Hint: Follow the steps given to calculate the pH of water:
Calculate the concentration of hydrogen ions: The dissociation of water occurs to a small constant because it is a weak electrolyte. Thus, water dissociates to hydrogen and hydroxide ions. The ionic product of water is the product of the concentrations of hydrogen and hydroxide ions.
Calculate the pH of water: pH of any solution is the negative logarithm of the hydrogen ion concentration. Thus, the pH can be calculated from the hydrogen ion concentration.

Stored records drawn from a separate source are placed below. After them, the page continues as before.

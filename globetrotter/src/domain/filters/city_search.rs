use super::ApiFilter;

#[derive(Debug, Clone, Default, PartialEq)]
pub struct CitySearch {
    pub query: String,
    pub country: Option<String>,
}

impl CitySearch {
    pub fn new(query: impl Into<String>) -> Self {
        Self {
            query: query.into(),
            country: None,
        }
    }

    /// The unfiltered catalog listing.
    pub fn all() -> Self {
        Self::default()
    }
}

impl ApiFilter for CitySearch {
    fn query_params(&self) -> Vec<(&'static str, String)> {
        let mut params = vec![("q", self.query.clone())];
        if let Some(country) = &self.country {
            params.push(("country", country.clone()));
        }
        params
    }
}
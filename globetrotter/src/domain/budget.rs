use serde::{Deserialize, Serialize};
use strum::{Display, EnumString};

use super::null_as_default;

#[derive(Debug, Clone, Copy, PartialEq, Eq, Hash, Serialize, Deserialize, Display, EnumString)]
#[serde(rename_all = "lowercase")]
#[strum(serialize_all = "lowercase", ascii_case_insensitive)]
pub enum BudgetCategory {
    Transport,
    Stay,
    Activities,
    Meals,
    Other,
}

impl BudgetCategory {
    pub const ALL: [BudgetCategory; 5] = [
        BudgetCategory::Transport,
        BudgetCategory::Stay,
        BudgetCategory::Activities,
        BudgetCategory::Meals,
        BudgetCategory::Other,
    ];

    pub fn label(&self) -> &'static str {
        match self {
            BudgetCategory::Transport => "Transport",
            BudgetCategory::Stay => "Stay",
            BudgetCategory::Activities => "Activities",
            BudgetCategory::Meals => "Meals",
            BudgetCategory::Other => "Other",
        }
    }

    pub fn next(&self) -> Self {
        let idx = Self::ALL.iter().position(|c| c == self).unwrap_or(0);
        Self::ALL[(idx + 1) % Self::ALL.len()]
    }
}

/// Server-computed cost breakdown for a trip. `Default` is the zeroed summary
/// shown when the summary cannot be read.
#[derive(Debug, Clone, Copy, Default, PartialEq, Serialize, Deserialize)]
pub struct BudgetSummary {
    #[serde(default, deserialize_with = "null_as_default")]
    pub total_budget: f64,
    #[serde(default, deserialize_with = "null_as_default")]
    pub transport: f64,
    #[serde(default, deserialize_with = "null_as_default")]
    pub stay: f64,
    #[serde(default, deserialize_with = "null_as_default")]
    pub activities: f64,
    #[serde(default, deserialize_with = "null_as_default")]
    pub meals: f64,
    #[serde(default, deserialize_with = "null_as_default")]
    pub other: f64,
}

impl BudgetSummary {
    pub fn amount(&self, category: BudgetCategory) -> f64 {
        match category {
            BudgetCategory::Transport => self.transport,
            BudgetCategory::Stay => self.stay,
            BudgetCategory::Activities => self.activities,
            BudgetCategory::Meals => self.meals,
            BudgetCategory::Other => self.other,
        }
    }

    /// Non-zero categories with their share of the total, largest first.
    pub fn breakdown(&self) -> Vec<(BudgetCategory, f64, f64)> {
        let total: f64 = BudgetCategory::ALL.iter().map(|c| self.amount(*c)).sum();
        if total <= 0.0 {
            return vec![];
        }
        let mut parts: Vec<_> = BudgetCategory::ALL
            .iter()
            .map(|c| (*c, self.amount(*c)))
            .filter(|(_, amount)| *amount > 0.0)
            .map(|(c, amount)| (c, amount, amount / total * 100.0))
            .collect();
        parts.sort_by(|a, b| b.1.total_cmp(&a.1));
        parts
    }
}

#[derive(Debug, Clone, PartialEq, Serialize, Deserialize)]
pub struct BudgetEntry {
    pub id: i64,
    #[serde(default)]
    pub trip_id: i64,
    pub category: String,
    pub amount: f64,
    #[serde(default)]
    pub description: Option<String>,
}

impl BudgetEntry {
    /// Unknown categories are summarized under "other" by the API.
    pub fn category(&self) -> BudgetCategory {
        self.category.parse().unwrap_or(BudgetCategory::Other)
    }
}

/// Body of `POST /budget/{trip_id}`.
#[derive(Debug, Clone, PartialEq, Serialize)]
pub struct NewBudgetEntry {
    pub category: BudgetCategory,
    pub amount: f64,
    #[serde(skip_serializing_if = "Option::is_none")]
    pub description: Option<String>,
}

Complete step by step answer:
Step 1: Calculate the concentration of hydrogen ions as follows:
Water dissociates into hydrogen and hydroxide ions. The reaction is,
${{\text{H}}_2}{\text{O}} \rightleftharpoons {{\text{H}}^{\text{ + }}} + {\text{O}}{{\text{H}}^ - }$
The initial and final concentrations of ${{\text{H}}_2}{\text{O}}$, ${{\text{H}}^{\text{ + }}}$ and ${\text{O}}{{\text{H}}^ - }$ are,
${{\text{H}}_2}{\text{O}} \rightleftharpoons {{\text{H}}^{\text{ + }}} + {\text{O}}{{\text{H}}^ - }$
${\text{ }}C{\text{ }}0{\text{ }}0$
$C - x{\text{ }}x{\text{ }}x$
The ionic product of water is the product of the concentrations of ${{\text{H}}^{\text{ + }}}$ and ${\text{O}}{{\text{H}}^ - }$ ions. Thus,
${K_{\text{w}}} = \left[ {{{\text{H}}^ + }} \right]\left[ {{\text{O}}{{\text{H}}^ - }} \right]$
Where ${K_{\text{w}}}$ is the ionic product of water.

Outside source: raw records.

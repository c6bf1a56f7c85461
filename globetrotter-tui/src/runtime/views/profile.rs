use crate::app::{forms, App, ConfirmKind, View};
use crossterm::event::{KeyCode, KeyEvent};

use super::super::action_queue::{Action, ActionTx};
use super::{edit_form_input, enqueue_action, is_ctrl};

pub(super) fn handle_profile_key(key: KeyEvent, app: &mut App, action_tx: &ActionTx) {
    let label = app.user_label().unwrap_or_default().to_string();
    if is_ctrl(&key, 'o') {
        app.open_confirm(ConfirmKind::Logout, "Log out?", label);
        return;
    }
    if is_ctrl(&key, 'd') {
        app.open_confirm(
            ConfirmKind::DeleteAccount,
            "Remove this account from the device?",
            label,
        );
        return;
    }

    match key.code {
        KeyCode::Enter => match forms::profile_payload(&app.profile_form) {
            Ok(edit) => {
                app.profile_form.error = None;
                enqueue_action(action_tx, Action::SaveProfile(edit));
            }
            Err(message) => app.profile_form.set_error(message),
        },
        KeyCode::Esc => app.navigate_to(View::Dashboard),
        _ => {
            edit_form_input(key, &mut app.profile_form);
        }
    }
}

#[cfg(test)]
mod tests {
    use super::*;
    use crate::app::test_support::*;
    use crate::runtime::action_queue::channel;
    use crossterm::event::KeyModifiers;

    #[test]
    fn profile_opens_with_current_name_and_saves_it() {
        let mut app = logged_in_app();
        app.open_profile();
        assert_eq!(app.profile_form.value(forms::profile::NAME), "Ada Lovelace");
        let (tx, mut rx) = channel();

        handle_profile_key(KeyEvent::new(KeyCode::Char('!'), KeyModifiers::NONE), &mut app, &tx);
        handle_profile_key(KeyEvent::new(KeyCode::Enter, KeyModifiers::NONE), &mut app, &tx);

        match rx.try_recv().ok() {
            Some(Action::SaveProfile(edit)) => {
                assert_eq!(edit.update.full_name.as_deref(), Some("Ada Lovelace!"));
                assert_eq!(edit.email, "ada@example.com");
            }
            other => panic!("unexpected action: {:?}", other),
        }
    }

    #[test]
    fn ctrl_d_asks_before_removing_account() {
        let mut app = logged_in_app();
        app.open_profile();
        let (tx, mut rx) = channel();
        handle_profile_key(
            KeyEvent::new(KeyCode::Char('d'), KeyModifiers::CONTROL),
            &mut app,
            &tx,
        );
        assert!(rx.try_recv().is_err());
        assert_eq!(app.current_view, View::Confirm);
        assert_eq!(
            app.confirm.as_ref().map(|c| c.kind.clone()),
            Some(ConfirmKind::DeleteAccount)
        );
    }
}
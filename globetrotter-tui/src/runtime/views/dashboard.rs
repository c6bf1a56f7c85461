use crate::app::{App, ConfirmKind};
use crossterm::event::{KeyCode, KeyEvent};

use super::super::action_queue::{Action, ActionTx};
use super::{edit_text_input, enqueue_action};

pub(super) fn handle_dashboard_key(key: KeyEvent, app: &mut App, action_tx: &ActionTx) {
    if app.trip_filter_focused {
        handle_filter_key(key, app);
        return;
    }

    match key.code {
        KeyCode::Char('/') => app.trip_filter_focused = true,
        KeyCode::Char('j') | KeyCode::Down => app.select_next_trip(),
        KeyCode::Char('k') | KeyCode::Up => app.select_previous_trip(),
        KeyCode::Enter => {
            if let Some(trip) = app.selected_trip() {
                enqueue_action(action_tx, Action::OpenTrip { trip_id: trip.id });
            }
        }
        KeyCode::Char('n') => app.open_new_trip_form(),
        KeyCode::Char('e') => {
            if let Some(trip) = app.selected_trip().cloned() {
                app.open_edit_trip_form(&trip);
            }
        }
        KeyCode::Char('d') => {
            if let Some(trip) = app.selected_trip().cloned() {
                app.open_confirm(
                    ConfirmKind::DeleteTrip { trip_id: trip.id },
                    "Delete trip?",
                    trip.name,
                );
            }
        }
        KeyCode::Char('c') => {
            app.open_city_explorer();
            enqueue_action(action_tx, Action::LoadCityCatalog);
        }
        KeyCode::Char('p') => app.open_profile(),
        KeyCode::Char('L') => {
            let label = app.user_label().unwrap_or_default().to_string();
            app.open_confirm(ConfirmKind::Logout, "Log out?", label);
        }
        KeyCode::Char('r') => enqueue_action(action_tx, Action::LoadDashboard),
        KeyCode::Esc if !app.trip_filter.value.is_empty() => {
            app.trip_filter.clear();
            app.refresh_trip_filter();
        }
        KeyCode::Char('q') | KeyCode::Char('Q') => app.quit(),
        _ => {}
    }
}

fn handle_filter_key(key: KeyEvent, app: &mut App) {
    match key.code {
        KeyCode::Esc => {
            app.trip_filter.clear();
            app.trip_filter_focused = false;
            app.refresh_trip_filter();
        }
        KeyCode::Enter => app.trip_filter_focused = false,
        KeyCode::Down => app.select_next_trip(),
        KeyCode::Up => app.select_previous_trip(),
        _ => {
            if edit_text_input(key, &mut app.trip_filter) {
                app.trip_index = 0;
                app.refresh_trip_filter();
            }
        }
    }
}
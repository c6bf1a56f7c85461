//! Day-by-day view of a trip.

use chrono::{NaiveDate, NaiveDateTime};

use crate::domain::{Stop, StopActivity, Trip};

const MILLIS_PER_DAY: i64 = 86_400_000;

/// One calendar day of a trip. `stop` is `None` on travel days.
#[derive(Debug, Clone, PartialEq)]
pub struct TimelineDay<'a> {
    pub day_number: u32,
    pub date: NaiveDate,
    pub stop: Option<&'a Stop>,
}

impl<'a> TimelineDay<'a> {
    pub fn activities(&self) -> &'a [StopActivity] {
        self.stop.map_or(&[], |s| s.activities.as_slice())
    }

    pub fn is_travel_day(&self) -> bool {
        self.stop.is_none()
    }
}

/// Whole days between two instants, rounded up. Zero when `end` is not after
/// `start`.
pub fn trip_duration_days(start: NaiveDateTime, end: NaiveDateTime) -> i64 {
    let millis = (end - start).num_milliseconds();
    if millis <= 0 {
        return 0;
    }
    (millis + MILLIS_PER_DAY - 1) / MILLIS_PER_DAY
}

pub fn build_timeline<'a>(trip: &Trip, stops: &'a [Stop]) -> Vec<TimelineDay<'a>> {
    timeline_between(trip.start_day(), trip.end_day(), stops)
}

/// One entry per calendar day in `[first, last]`. Each day gets the first stop,
/// in itinerary order, whose arrival/departure days contain it.
pub fn timeline_between<'a>(
    first: NaiveDate,
    last: NaiveDate,
    stops: &'a [Stop],
) -> Vec<TimelineDay<'a>> {
    let mut ordered: Vec<&Stop> = stops.iter().collect();
    ordered.sort_by_key(|s| s.order_index);

    let mut days = Vec::new();
    let mut current = Some(first);
    while let Some(date) = current.filter(|d| *d <= last) {
        days.push(TimelineDay {
            day_number: days.len() as u32 + 1,
            date,
            stop: ordered.iter().copied().find(|s| s.covers(date)),
        });
        current = date.succ_opt();
    }
    days
}
mod client;
mod dev_backend;

pub use client::ApiClient;
pub use dev_backend::DevBackend;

Substitute \[1 \times {10^{ - 12}}\] for the ionic product of water, $x$ for the concentrations of ${{\text{H}}^{\text{ + }}}$ and ${\text{O}}{{\text{H}}^ - }$ ions. Thus,
$1 \times {10^{ - 12}} = x \times x$
${x^2} = 1 \times {10^{ - 12}}$
$x = \sqrt {1 \times {{10}^{ - 12}}} $
$x = 1 \times {10^{ - 6}}$
Thus, the concentration of ${{\text{H}}^{\text{ + }}}$ ions is $1 \times {10^{ - 6}}$.
Step 2: Calculate the pH of water as follows:
The pH of a solution is the negative logarithm of the ${{\text{H}}^{\text{ + }}}$ ion concentration. Thus, the equation for pH is,
${\text{pH}} = - \log \left[ {{{\text{H}}^ + }} \right]$
Substitute $1 \times {10^{ - 6}}$ for the ${{\text{H}}^{\text{ + }}}$ concentration of ${{\text{H}}^{\text{ + }}}$ ions. Thus,
${\text{pH}} = - \log \left( {1 \times {{10}^{ - 6}}} \right)$
${\text{pH}} = 6$
Thus, the pH of water is $6$.

Note:
The dissociation of water occurs to a small constant because it is a weak electrolyte. Thus, water dissociates to hydrogen and hydroxide ions. The ionic product of water is the product of the concentrations of hydrogen and hydroxide ions.
pH of any solution is the negative logarithm of the hydrogen ion concentration. Thus, the pH can be calculated from the hydrogen ion concentration.